Brandy’s discussion was a rare occasion when traffic matched up closely with what we were most proud of — we had our single best traffic day, week, and month in November, and we appear to have gained a significant number of new readers as well, because December beat November’s record by far. If you look at our top posts, though, it appears that our blog is still dominated by our controversy with Radical Orthodoxy and our bemused attitude toward Object-Oriented Ontology (most notably the two guest posts from Alex Galloway). That is something I would hope to put behind us in the coming year. As we clarified after learning of Facebook gossip dismissing us as lightweights, we stand behind our published work on Radical Orthodoxy. As for OOO, I’m just not sure what more there is to say.
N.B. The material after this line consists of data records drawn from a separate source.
//! A [`Scheduler`] backed by host threads: every execution context is an OS
//! thread, parked on its own wakeup cell while asleep.

use crate::sched::{ContextEntry, ContextExit, Scheduler};
use alloc::collections::BTreeMap;
use alloc::format;
use alloc::sync::Arc;
use axerrno::{LinuxError, LinuxResult};
use core::cell::RefCell;
use core::sync::atomic::{AtomicU64, Ordering};
use std::panic::{self, AssertUnwindSafe};
use std::sync::{Condvar, Mutex, MutexGuard, PoisonError};
use std::thread;
use tinyk_process::ContextId;

static NEXT_CONTEXT: AtomicU64 = AtomicU64::new(1);

/// Sticky wakeup flag of one context.
#[derive(Default)]
struct WakeCell {
    woken: Mutex<bool>,
    cond: Condvar,
}

impl WakeCell {
    fn notify(&self) {
        *self.woken.lock().unwrap_or_else(PoisonError::into_inner) = true;
        self.cond.notify_one();
    }

    fn wait(&self) {
        let mut woken = self.woken.lock().unwrap_or_else(PoisonError::into_inner);
        while !*woken {
            woken = self
                .cond
                .wait(woken)
                .unwrap_or_else(PoisonError::into_inner);
        }
        *woken = false;
    }
}

type Registry = Mutex<BTreeMap<ContextId, Arc<WakeCell>>>;

thread_local! {
    static CURRENT: RefCell<Option<(ContextId, Arc<WakeCell>)>> = const { RefCell::new(None) };
}

fn current_cell() -> Option<(ContextId, Arc<WakeCell>)> {
    CURRENT.with(|current| current.borrow().clone())
}

pub struct HostScheduler {
    contexts: Arc<Registry>,
    limit: usize,
}

impl Default for HostScheduler {
    fn default() -> Self {
        Self::new()
    }
}

impl HostScheduler {
    pub fn new() -> Self {
        Self::with_limit(usize::MAX)
    }

    /// A scheduler refusing to hold more than `limit` live contexts.
    pub fn with_limit(limit: usize) -> Self {
        Self {
            contexts: Arc::new(Mutex::new(BTreeMap::new())),
            limit,
        }
    }

    pub fn live_contexts(&self) -> usize {
        self.registry().len()
    }

    fn registry(&self) -> MutexGuard<'_, BTreeMap<ContextId, Arc<WakeCell>>> {
        self.contexts.lock().unwrap_or_else(PoisonError::into_inner)
    }

    fn register(&self) -> LinuxResult<(ContextId, Arc<WakeCell>)> {
        let mut contexts = self.registry();
        if contexts.len() >= self.limit {
            warn!("[sched] context limit {} reached", self.limit);
            return Err(LinuxError::EAGAIN);
        }
        let ctx = ContextId(NEXT_CONTEXT.fetch_add(1, Ordering::Relaxed));
        let cell = Arc::new(WakeCell::default());
        contexts.insert(ctx, cell.clone());
        Ok((ctx, cell))
    }
}

impl Scheduler for HostScheduler {
    fn spawn(&self, entry: ContextEntry) -> LinuxResult<ContextId> {
        let (ctx, cell) = self.register()?;
        let contexts = self.contexts.clone();
        let spawned = thread::Builder::new()
            .name(format!("{}", ctx))
            .spawn(move || {
                CURRENT.with(|current| *current.borrow_mut() = Some((ctx, cell)));
                if let Err(payload) = panic::catch_unwind(AssertUnwindSafe(entry)) {
                    if !payload.is::<ContextExit>() {
                        error!("[sched] {} terminated by a panic", ctx);
                    }
                }
                CURRENT.with(|current| current.borrow_mut().take());
                contexts
                    .lock()
                    .unwrap_or_else(PoisonError::into_inner)
                    .remove(&ctx);
                trace!("[sched] {} finished", ctx);
            });
        match spawned {
            Ok(_) => {
                trace!("[sched] {} spawned", ctx);
                Ok(ctx)
            }
            Err(err) => {
                warn!("[sched] failed to start {}: {}", ctx, err);
                self.registry().remove(&ctx);
                Err(LinuxError::EAGAIN)
            }
        }
    }

    fn wakeup(&self, ctx: ContextId) -> bool {
        let cell = self.registry().get(&ctx).cloned();
        match cell {
            Some(cell) => {
                cell.notify();
                true
            }
            None => false,
        }
    }

    fn current(&self) -> Option<ContextId> {
        let (ctx, _) = current_cell()?;
        self.registry().contains_key(&ctx).then_some(ctx)
    }

    fn sleep(&self) {
        match current_cell() {
            Some((_, cell)) => cell.wait(),
            None => thread::yield_now(),
        }
    }

    fn exit_current(&self) -> ! {
        panic::resume_unwind(alloc::boxed::Box::new(ContextExit))
    }

    fn adopt_current(&self) -> ContextId {
        if let Some(ctx) = self.current() {
            return ctx;
        }
        let ctx = ContextId(NEXT_CONTEXT.fetch_add(1, Ordering::Relaxed));
        let cell = Arc::new(WakeCell::default());
        self.registry().insert(ctx, cell.clone());
        CURRENT.with(|current| *current.borrow_mut() = Some((ctx, cell)));
        ctx
    }

    fn release_current(&self) {
        if let Some((ctx, _)) = CURRENT.with(|current| current.borrow_mut().take()) {
            self.registry().remove(&ctx);
        }
    }
}

#[cfg(test)]
mod tests {
    use super::*;
    use std::sync::mpsc;

    #[test]
    fn test_wakeup_before_sleep_is_not_lost() {
        let sched = HostScheduler::new();
        let ctx = sched.adopt_current();
        assert!(sched.wakeup(ctx));
        // returns at once: the wakeup is pending
        sched.sleep();
        sched.release_current();
        assert!(!sched.wakeup(ctx));
    }

    #[test]
    fn test_spawned_context_runs_and_unregisters() {
        let sched = Arc::new(HostScheduler::new());
        let (tx, rx) = mpsc::channel();
        let inner = sched.clone();
        let ctx = sched
            .spawn(alloc::boxed::Box::new(move || {
                tx.send(inner.current()).unwrap();
                inner.exit_current();
            }))
            .unwrap();
        assert_eq!(rx.recv().unwrap(), Some(ctx));
        while sched.live_contexts() > 0 {
            thread::yield_now();
        }
    }

    #[test]
    fn test_spawn_respects_limit() {
        let sched = HostScheduler::with_limit(1);
        let ctx = sched.adopt_current();
        assert_eq!(sched.current(), Some(ctx));
        assert_eq!(
            sched.spawn(alloc::boxed::Box::new(|| {})).err(),
            Some(LinuxError::EAGAIN)
        );
        sched.release_current();
        assert_eq!(sched.current(), None);
    }
}
use crate::ContextId;
use alloc::vec::Vec;

/// Waiter list of a condition variable.
///
/// Waiting and waking are done by the kernel monitor: a waiter enqueues its
/// context under the kernel lock, releases the lock and sleeps; a broadcast
/// drains the list and the kernel wakes every drained context. Waiters always
/// re-check their predicate, since one list is shared by unrelated waiters.
#[derive(Debug, Default)]
pub struct CondVar {
    waiters: Vec<ContextId>,
}

impl CondVar {
    pub const fn new() -> Self {
        Self {
            waiters: Vec::new(),
        }
    }

    /// Register `ctx` as a waiter. A context that woke spuriously and waits
    /// again is not queued twice.
    pub fn enqueue(&mut self, ctx: ContextId) {
        if !self.waiters.contains(&ctx) {
            self.waiters.push(ctx);
        }
    }

    /// Take every waiter out of the list, for a broadcast.
    pub fn broadcast(&mut self) -> Vec<ContextId> {
        core::mem::take(&mut self.waiters)
    }

    pub fn waiter_count(&self) -> usize {
        self.waiters.len()
    }

    pub fn is_empty(&self) -> bool {
        self.waiters.is_empty()
    }
}

#[cfg(test)]
mod tests {
    use super::*;

    #[test]
    fn test_enqueue_deduplicates() {
        let mut cv = CondVar::new();
        cv.enqueue(ContextId(3));
        cv.enqueue(ContextId(3));
        cv.enqueue(ContextId(4));
        assert_eq!(cv.waiter_count(), 2);
    }

    #[test]
    fn test_broadcast_drains() {
        let mut cv = CondVar::new();
        cv.enqueue(ContextId(1));
        cv.enqueue(ContextId(2));
        assert_eq!(cv.broadcast(), [ContextId(1), ContextId(2)]);
        assert!(cv.is_empty());
        assert!(cv.broadcast().is_empty());
    }
}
Another high point was our book event on Dan Barber’s excellent On Diaspora: Christianity, Religion, Secularity (Amazon: US, UK, Book Depository). His more recent post on anger is another personal favorite of mine. I also celebrate all of Beatrice’s posts this year, particularly in the last couple months, as well as Brad’s research agenda on “The Unruliness of Angelic Bodies”, for which someone should start up a Kickstarter.

A trend that sticks out to me looking back over the posts from last year is a clarification of our relationship to theology, as shown in Anthony’s post What’s Love Got to Do With It? and my post arguing that philosophy is to theology as eternal is to historical. This year was also a time of greater diversification as Christopher Rodkey’s sermons, Jeremy Ridenour’s reflections on clinical psychoanalysis, Josh K-sky’s movie posts all added much-appreciated variety to the blog.

Of course, nothing can compare to my post on MacGyver and neoliberalism, though I might be biased.

What do you think, faithful readers?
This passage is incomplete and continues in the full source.